Strategy is important, but you need inbound tactics that will constantly move you closer to the end goal of the strategy: getting good, natural links. Without tactics, you will be fired before you can see the strategy work. So here are 35+ tips to help build those kinds of links.

  1. Bookbait – ego bait in real life. Get 50 bloggers to contribute about a topic. Assemble it into a real book and send it to all of them. Do you think they won’t link to it and promote it?
  2. Place an embed code within an embed code. Inside the embed code you give for your infographic is code that produces an embed code box on their site (linking back to your site, of course).
  3. Photos get links. Use Google Alerts (paste image URL in alert – also use image reverse search) and contact websites that use your photos asking for “photo credit” in the form of a link. Case study: Paddy did this for a client, sent 16 emails, got 15 links.
  4. Competitors doing guest posts? Search for their bylines in Google to find where else they guest post. And set up Google Alerts for their names. Those are all good sources for you to get guest posts.
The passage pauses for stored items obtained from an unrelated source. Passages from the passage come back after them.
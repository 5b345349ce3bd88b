//! Access flag sets for classes, fields and methods.

use anyhow::Result;
use bitflags::bitflags;
use tracing::warn;

macro_rules! impl_flags {
    ( $flag_type:ident, $impl_type:ident ) => {
        #[derive(Clone, Debug)]
        pub struct $impl_type {
            flags: $flag_type,
        }

        impl $impl_type {
            pub fn from_bits(raw: u16) -> Result<Self> {
                let flags = <$flag_type>::from_bits(raw).unwrap_or_else(|| {
                    warn!("unrecognised bits {:b} for {}", raw, stringify!($flag_type));
                    <$flag_type>::from_bits_truncate(raw)
                });

                Ok(Self { flags })
            }

            pub fn has(&self, other: $flag_type) -> bool {
                self.flags.contains(other)
            }

            pub fn bits(&self) -> u16 {
                self.flags.bits()
            }
        }
    };
}

bitflags! {
    pub struct ClassFileAccessFlag: u16 {
         const PUBLIC = 0x0001;
         const FINAL = 0x0010;
         const SUPER = 0x0020;
         const INTERFACE = 0x0200;
         const ABSTRACT = 0x0400;
         const SYNTHETIC = 0x1000;
         const ANNOTATION = 0x2000;
         const ENUM = 0x4000;
         const MODULE = 0x8000;
    }
}

bitflags! {
    pub struct MethodAccessFlag: u16 {
         const PUBLIC = 0x0001;
         const PRIVATE = 0x0002;
         const PROTECTED = 0x0004;
         const STATIC = 0x0008;
         const FINAL = 0x0010;
         const SYNCHRONIZED = 0x0020;
         const BRIDGE = 0x0040;
         const VARARGS = 0x0080;
         const NATIVE = 0x0100;
         const ABSTRACT = 0x0400;
         const STRICT_FP = 0x0800;
         const SYNTHETIC = 0x1000;
    }
}

bitflags! {
    pub struct FieldAccessFlag: u16 {
         const PUBLIC = 0x0001;
         const PRIVATE = 0x0002;
         const PROTECTED = 0x0004;
         const STATIC = 0x0008;
         const FINAL = 0x0010;
         const VOLATILE = 0x0040;
         const TRANSIENT = 0x0080;
         const SYNTHETIC = 0x1000;
         const ENUM = 0x4000;
    }
}

impl_flags!(ClassFileAccessFlag, ClassFileAccessFlags);
impl_flags!(MethodAccessFlag, MethodAccessFlags);
impl_flags!(FieldAccessFlag, FieldAccessFlags);
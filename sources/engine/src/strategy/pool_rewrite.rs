use std::{cell::RefCell, rc::Rc};

use crate::{
    artifact::LoadedClass, classify::MemberTarget, error::InjectError, pointcut::Pointcut,
    writer::ArtifactWriter,
};

use super::{bind_constant_value, synthesize_string_return, PatchStrategy};

/// Strategy A: rewrite the constant pool of the cached class in place.
///
/// A field target is removed and re-added at the end of the field table
/// with its value bound as a compile time constant. A method target gets
/// its instruction stream replaced wholesale.
pub struct PoolRewrite;

impl PatchStrategy for PoolRewrite {
    fn name(&self) -> &'static str {
        "pool-rewrite"
    }

    fn apply(
        &self,
        artifact: &Rc<RefCell<LoadedClass>>,
        target: MemberTarget,
        value: &str,
        pointcut: &Pointcut,
        writer: &ArtifactWriter,
    ) -> Result<(), InjectError> {
        let mut class = artifact.borrow_mut();
        if class.is_frozen() {
            class.defrost();
        }

        match target {
            MemberTarget::Field(index) => {
                let class_file = class.class_file_mut();
                bind_constant_value(class_file, index, value)
                    .map_err(|e| InjectError::patch(&pointcut.to_string(), e))?;

                // Remove / re-add: the rebound field moves to the end of
                // the declared field table
                let field = class_file.fields.remove(index);
                class_file.fields.push(field);
            }
            MemberTarget::Method(index) => {
                synthesize_string_return(class.class_file_mut(), index, value)
                    .map_err(|e| InjectError::patch(&pointcut.to_string(), e))?;
            }
        }

        writer.write(&mut class, pointcut)?;

        Ok(())
    }
}
pub const MAGIC: u32 = 0xCAFEBABE;

pub const ATTR_CONSTANT_VALUE: &str = "ConstantValue";
pub const ATTR_CODE: &str = "Code";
  5. Put competitors backlinks into Open Site Explorer and Google Custom Search Engine.
  6. Find guest blog opportunities quickly through guestr.com.
  7. If you have paywalled content, do deals with bloggers: in exchange for a link give them first-click access to your content.
  8. Find someone’s email address easily with Tout Chrome plugin or use Rapportive in Gmail.
  9. Buzzstream.com – Use RSS tab to see what a target writer has written about recently and mention in your outreach email to them. This tool shows date of last published post so you know how live they are. Also gives conversion rates of your recent outreach emails.
  10. Make photos embeddable. Install a script that provides embed code when visitors right click on your image.
  11. Take bloggers to an event, and require a post about the event that includes a link to your site.
  12. Competitors doing badge bait? Enter URL of their badge in Google image reverse search, and you’ll find all the blogs that used it. These are people in your niche who are willing to link.
  13. Bring offline online. Example: Create a local blogger list and post offline (in store).
  14. Ask bloggers what content they want. Use their contributions in post or infographic and give them credit for contributing. Nice ego stroke and inspires them to link back.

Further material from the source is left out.